Task brief: In the data below, retype exactly the line that contains "pub fn prepend(&mut" and every line after it, through the last.

Dataset:

____

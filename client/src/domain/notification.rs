//! Notifications and the in-memory feed they accumulate in.

use chrono::{DateTime, Utc};
use serde::{Deserialize, Serialize};
use uuid::Uuid;

/// One notification addressed to the signed-in user.
///
/// Push events carry no `id`; REST listings do.
#[derive(Debug, Clone, PartialEq, Eq, Serialize, Deserialize)]
#[serde(rename_all = "camelCase")]
pub struct Notification {
    /// Server identifier, absent on push payloads.
    #[serde(default, skip_serializing_if = "Option::is_none")]
    pub id: Option<Uuid>,
    /// Message text.
    pub message: String,
    /// When the server created the notification.
    pub timestamp: DateTime<Utc>,
    /// Whether the user has read it.
    #[serde(default)]
    pub is_read: bool,
    /// Display name of the user who triggered it.
    #[serde(default)]
    pub sender_name: Option<String>,
    /// Picture URL of the user who triggered it.
    #[serde(default)]
    pub sender_picture: Option<String>,
}

/// Ordered notification list, newest first.
///
/// Only ever grows at the front; bulk operations touch every entry.
///
/// # Examples
/// ```
/// use chrono::Utc;
/// use skillswap_client::domain::{Notification, NotificationFeed};
///
/// let mut feed = NotificationFeed::default();
/// feed.prepend(Notification {
///     id: None,
///     message: "New match".to_owned(),
///     timestamp: Utc::now(),
///     is_read: false,
///     sender_name: None,
///     sender_picture: None,
/// });
/// assert_eq!(feed.unread_count(), 1);
/// feed.mark_all_read();
/// assert_eq!(feed.unread_count(), 0);
/// ```
#[derive(Debug, Clone, PartialEq, Eq, Default)]
pub struct NotificationFeed(Vec<Notification>);

impl NotificationFeed {
    /// Build a feed from a server listing, kept in server order.
    pub fn from_items(items: Vec<Notification>) -> Self {
        Self(items)
    }

    /// Insert a new notification at the front.
    pub fn prepend(&mut self, notification: Notification) {
        self.0.insert(0, notification);
    }

    /// Set every read flag, preserving order and count.
    pub fn mark_all_read(&mut self) {
        for notification in &mut self.0 {
            notification.is_read = true;
        }
    }

    /// Remove every notification.
    pub fn clear(&mut self) {
        self.0.clear();
    }

    /// Number of unread notifications.
    pub fn unread_count(&self) -> usize {
        self.0.iter().filter(|n| !n.is_read).count()
    }

    /// Entries newest first.
    pub fn items(&self) -> &[Notification] {
        &self.0
    }

    /// Number of entries.
    pub fn len(&self) -> usize {
        self.0.len()
    }

    /// Whether the feed is empty.
    pub fn is_empty(&self) -> bool {
        self.0.is_empty()
    }
}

____

Solution to this problem:
    pub fn prepend(&mut self, notification: Notification) {
        self.0.insert(0, notification);
    }

    /// Set every read flag, preserving order and count.
    pub fn mark_all_read(&mut self) {
        for notification in &mut self.0 {
            notification.is_read = true;
        }
    }

    /// Remove every notification.
    pub fn clear(&mut self) {
        self.0.clear();
    }

    /// Number of unread notifications.
    pub fn unread_count(&self) -> usize {
        self.0.iter().filter(|n| !n.is_read).count()
    }

    /// Entries newest first.
    pub fn items(&self) -> &[Notification] {
        &self.0
    }

    /// Number of entries.
    pub fn len(&self) -> usize {
        self.0.len()
    }

    /// Whether the feed is empty.
    pub fn is_empty(&self) -> bool {
        self.0.is_empty()
    }
}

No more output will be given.